Kuhn F 1 , Clausing RJ 1 , Stiller A 1 , Fonseca Ulloa CA 1 , Foelsch C 2 , Rickert M 2 , Jahnke A 1

J Orthop. 2022 Jul 11:33:48-54. doi: 10.1016/j.jor.2022.07.003. eCollection 2022 Sep-Oct.

  1. Laboratory of Biomechanics, Department of Orthopaedics and Orthopaedic Surgery, Justus-Liebig-University Giessen, Klinikstrasse 29, 35392, Giessen, Germany.
    1. Department of Orthopaedics and Orthopaedic Surgery, University Hospital Giessen and Marburg (UKGM), Klinikstraße 33, 35392, Giessen, Germany.


Background: Evaluation of the mechanical behavior of the microstructure of cancellous bone seems important for the understanding of the mechanical behavior of bone. Prevention and treatment of fragility fractures due to osteoporosis is a major challenge according to ageing population. A bone model might help to assess fracture risk. Measurement of single trabeculae of bone should give further information compared with bone densitometry alone. This study measures the mechanical properties of single cancellous trabeculae derived from human proximal humerus.

Methods: 34 single trabeculae dissected from human humeral heads were measured and evaluated mechanically. Trabeculae were fixed on microscope slides and geometrical data were reported during axial rotation of the specimens to measure the transverse section using computer aided design (CAD). The samples were subjected to a two-point bending test and were loaded with a measure-stamp at a defined distance. Force and deflection were measured by high-resolution sensors. The E-modulus was then calculated in combination with finite elements method simulation (FEM), using the previously obtained CAD-Data.

Results: The average E-modulus from 34 valid measurements of human humeral trabeculae was 1678 MPa with a range from 829 to 3396 MPa, which is consistent with existing literature. The planned additional validation of the measurement method using manufactured three-dimensional synthetic trabeculae with known mechanical properties showed an average elastic modulus of single trabeculae of 51.5 MPa, being two dimensions lower than the value reported in the datasheet of the plastic.

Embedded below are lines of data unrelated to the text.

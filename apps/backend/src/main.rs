use actix_cors::Cors;
use actix_web::{web, App, HttpServer};
use kadi_backend::routes;
use kadi_backend::AppState;

mod telemetry;

#[actix_web::main]
async fn main() -> std::io::Result<()> {
    telemetry::init_tracing();

    // Environment variables are set by the runtime environment; defaults
    // suit local development.
    let host = std::env::var("KADI_HOST").unwrap_or_else(|_| "0.0.0.0".to_string());
    let port = std::env::var("KADI_PORT")
        .unwrap_or_else(|_| "3001".to_string())
        .parse::<u16>()
        .unwrap_or_else(|_| {
            eprintln!("KADI_PORT must be a valid port number");
            std::process::exit(1);
        });

    tracing::info!(%host, port, "starting kadi backend");

    let data = web::Data::new(AppState::new());

    HttpServer::new(move || {
        App::new()
            // Clients are static pages served from anywhere; mirror the
            // original relay's open CORS policy.
            .wrap(Cors::permissive())
            .app_data(data.clone())
            .configure(routes::configure)
    })
    .bind((host.as_str(), port))?
    .run()
    .await
}
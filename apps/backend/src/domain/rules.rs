//! Legality of proposed card sequences against the current top card.
//!
//! A move is a non-empty sequence of cards dropped in one action. Legality
//! is all-or-nothing: the first failing step rejects the whole sequence and
//! nothing anywhere is mutated.

use super::cards_logic::{is_question, is_wild, matches_face};
use super::cards_types::Card;
use super::state::PendingDraw;
use crate::errors::domain::DomainError;

/// Whether `card` may legally extend a sequence whose previous card is
/// `prev`. `depth` 0 means `prev` is the table's top card itself.
///
/// Forced-draw mode: the opener must rank-match the top card or be wild;
/// afterwards only exact rank stacking continues the counter chain.
/// Normal mode: the opener must match the top card by suit, rank, or
/// wildness; a question card re-opens suit/rank/wild matching for the card
/// covering it, anything else only stacks by exact rank.
pub fn may_follow(prev: Card, card: Card, depth: usize, pending: PendingDraw) -> bool {
    if pending.active {
        if depth == 0 {
            card.rank == prev.rank || is_wild(card)
        } else {
            card.rank == prev.rank
        }
    } else if depth == 0 || is_question(prev) {
        matches_face(card, prev)
    } else {
        card.rank == prev.rank
    }
}

/// Validate a whole proposed sequence against the top card and forced-draw
/// state. Pure; every caller runs this before committing anything.
pub fn validate_sequence(
    top: Card,
    seq: &[Card],
    pending: PendingDraw,
) -> Result<(), DomainError> {
    if seq.is_empty() {
        return Err(DomainError::illegal_move("empty sequence"));
    }
    let mut prev = top;
    for (depth, &card) in seq.iter().enumerate() {
        if !may_follow(prev, card, depth, pending) {
            return Err(DomainError::illegal_move(format!(
                "{card} cannot follow {prev}"
            )));
        }
        prev = card;
    }
    Ok(())
}

/// Cards in `hand` that could open a legal sequence right now.
pub fn playable_first_cards(top: Card, hand: &[Card], pending: PendingDraw) -> Vec<Card> {
    hand.iter()
        .copied()
        .filter(|&card| may_follow(top, card, 0, pending))
        .collect()
}
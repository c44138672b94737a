//! Domain-level error type used across the rule engine and services.
//!
//! This error type is transport-agnostic. The ws and HTTP layers convert it
//! into `crate::error::AppError` via the provided `From` implementation.

use std::error::Error;
use std::fmt::{Display, Formatter, Result as FmtResult};

/// Central domain error type
#[derive(Debug, Clone, PartialEq, Eq)]
pub enum DomainError {
    /// The proposed move fails rule validation. Recoverable: resubmit or draw.
    IllegalMove(String),
    /// A move arrived from the seat that does not own the turn.
    OutOfTurn,
    /// A draw was requested beyond the combined deck and discard supply.
    DeckExhausted { requested: u8, remaining: usize },
    /// The session already finished; no further moves are accepted.
    SessionFinished,
    /// Structurally invalid input (bad card string, bad payload shape).
    Validation(String),
}

impl Display for DomainError {
    fn fmt(&self, f: &mut Formatter<'_>) -> FmtResult {
        match self {
            DomainError::IllegalMove(d) => write!(f, "illegal move: {d}"),
            DomainError::OutOfTurn => write!(f, "not this player's turn"),
            DomainError::DeckExhausted {
                requested,
                remaining,
            } => write!(f, "deck exhausted: {requested} requested, {remaining} left"),
            DomainError::SessionFinished => write!(f, "session already finished"),
            DomainError::Validation(d) => write!(f, "validation error: {d}"),
        }
    }
}

impl Error for DomainError {}

impl DomainError {
    pub fn illegal_move(detail: impl Into<String>) -> Self {
        Self::IllegalMove(detail.into())
    }
    pub fn validation(detail: impl Into<String>) -> Self {
        Self::Validation(detail.into())
    }
}
//! Wire protocol between clients and the room broker.
//!
//! Drops are public by game rules and travel in full; everything else a
//! client learns about its opponent or the undrawn deck is a bare count.

use serde::{Deserialize, Serialize};

use crate::domain::Card;
use crate::error::AppError;

#[derive(Debug, Clone, PartialEq, Eq, Serialize, Deserialize)]
#[serde(tag = "type", rename_all = "snake_case")]
pub enum ClientMsg {
    CreateRoom,
    JoinRoom { room_id: String },
    SubmitMove { room_id: String, mv: WireMove },
    Rematch { room_id: String },
}

#[derive(Debug, Clone, PartialEq, Eq, Serialize, Deserialize)]
#[serde(tag = "type", rename_all = "snake_case")]
pub enum WireMove {
    Drop {
        cards: Vec<Card>,
    },
    /// `count` is the client's claim of the owed draw; the broker verifies
    /// it against the authoritative session and may omit requiring it.
    Draw {
        #[serde(default, skip_serializing_if = "Option::is_none")]
        count: Option<u8>,
    },
}

/// The opponent's accepted move as relayed to the other seat.
#[derive(Debug, Clone, PartialEq, Eq, Serialize, Deserialize)]
#[serde(tag = "type", rename_all = "snake_case")]
pub enum OpponentMoveView {
    Drop { cards: Vec<Card>, finished: bool },
    /// Count only, never card identities.
    Draw { count: u8 },
}

#[allow(clippy::large_enum_variant)]
#[derive(Debug, Clone, PartialEq, Serialize, Deserialize)]
#[serde(tag = "type", rename_all = "snake_case")]
pub enum ServerMsg {
    RoomCreated {
        room_id: String,
    },

    RoomJoined {
        room_id: String,
    },

    /// Sent to each participant with that participant's own projection:
    /// the own hand in full, the opponent and deck as counts.
    GameStart {
        room_id: String,
        hand: Vec<Card>,
        top_card: Card,
        opponent_count: usize,
        deck_count: usize,
        you_are_first: bool,
        your_wins: u32,
        opponent_wins: u32,
        rematch: bool,
    },

    /// Echo to the mover. Drawn card identities appear here and nowhere
    /// else.
    MoveAccepted {
        drawn: Option<Vec<Card>>,
        finished: bool,
    },

    OpponentMove {
        mv: OpponentMoveView,
    },

    GameFinished {
        you_won: bool,
        your_wins: u32,
        opponent_wins: u32,
    },

    OpponentLeft,

    Error {
        code: ErrorCode,
        message: String,
    },
}

#[derive(Debug, Clone, Copy, PartialEq, Eq, Serialize, Deserialize)]
#[serde(rename_all = "snake_case")]
pub enum ErrorCode {
    RoomNotFound,
    RoomFull,
    IllegalMove,
    OutOfTurn,
    DeckExhausted,
    SessionFinished,
    BadRequest,
    Internal,
}

impl From<&AppError> for ErrorCode {
    fn from(err: &AppError) -> Self {
        use crate::errors::domain::DomainError;
        match err {
            AppError::RoomNotFound { .. } => ErrorCode::RoomNotFound,
            AppError::RoomFull { .. } => ErrorCode::RoomFull,
            AppError::BadRequest { .. } => ErrorCode::BadRequest,
            AppError::Internal { .. } => ErrorCode::Internal,
            AppError::Domain(domain) => match domain {
                DomainError::IllegalMove(_) => ErrorCode::IllegalMove,
                DomainError::OutOfTurn => ErrorCode::OutOfTurn,
                DomainError::DeckExhausted { .. } => ErrorCode::DeckExhausted,
                DomainError::SessionFinished => ErrorCode::SessionFinished,
                DomainError::Validation(_) => ErrorCode::BadRequest,
            },
        }
    }
}

impl ServerMsg {
    pub fn error(err: &AppError) -> Self {
        ServerMsg::Error {
            code: err.into(),
            message: err.to_string(),
        }
    }
}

Conclusion: This newly developed, time and cost-efficient procedure allows the measurement of E-modulus in single trabeculae. Measurement of mechanic parameters of single trabeculae might give insights on mechanic behavior of bone and be relevant for the research of systemic bone diseases, complementing the existing data on bone-mineral-density. Further examination of single trabeculae of human cancellous bone should give an insight on the mechanical behavior of bone also considering systemic bone diseases.

Keywords: E-modulus; Fracture; Mechanic properties; Osteoporosis; Single bone trabecula; Synthetic cancellous bone.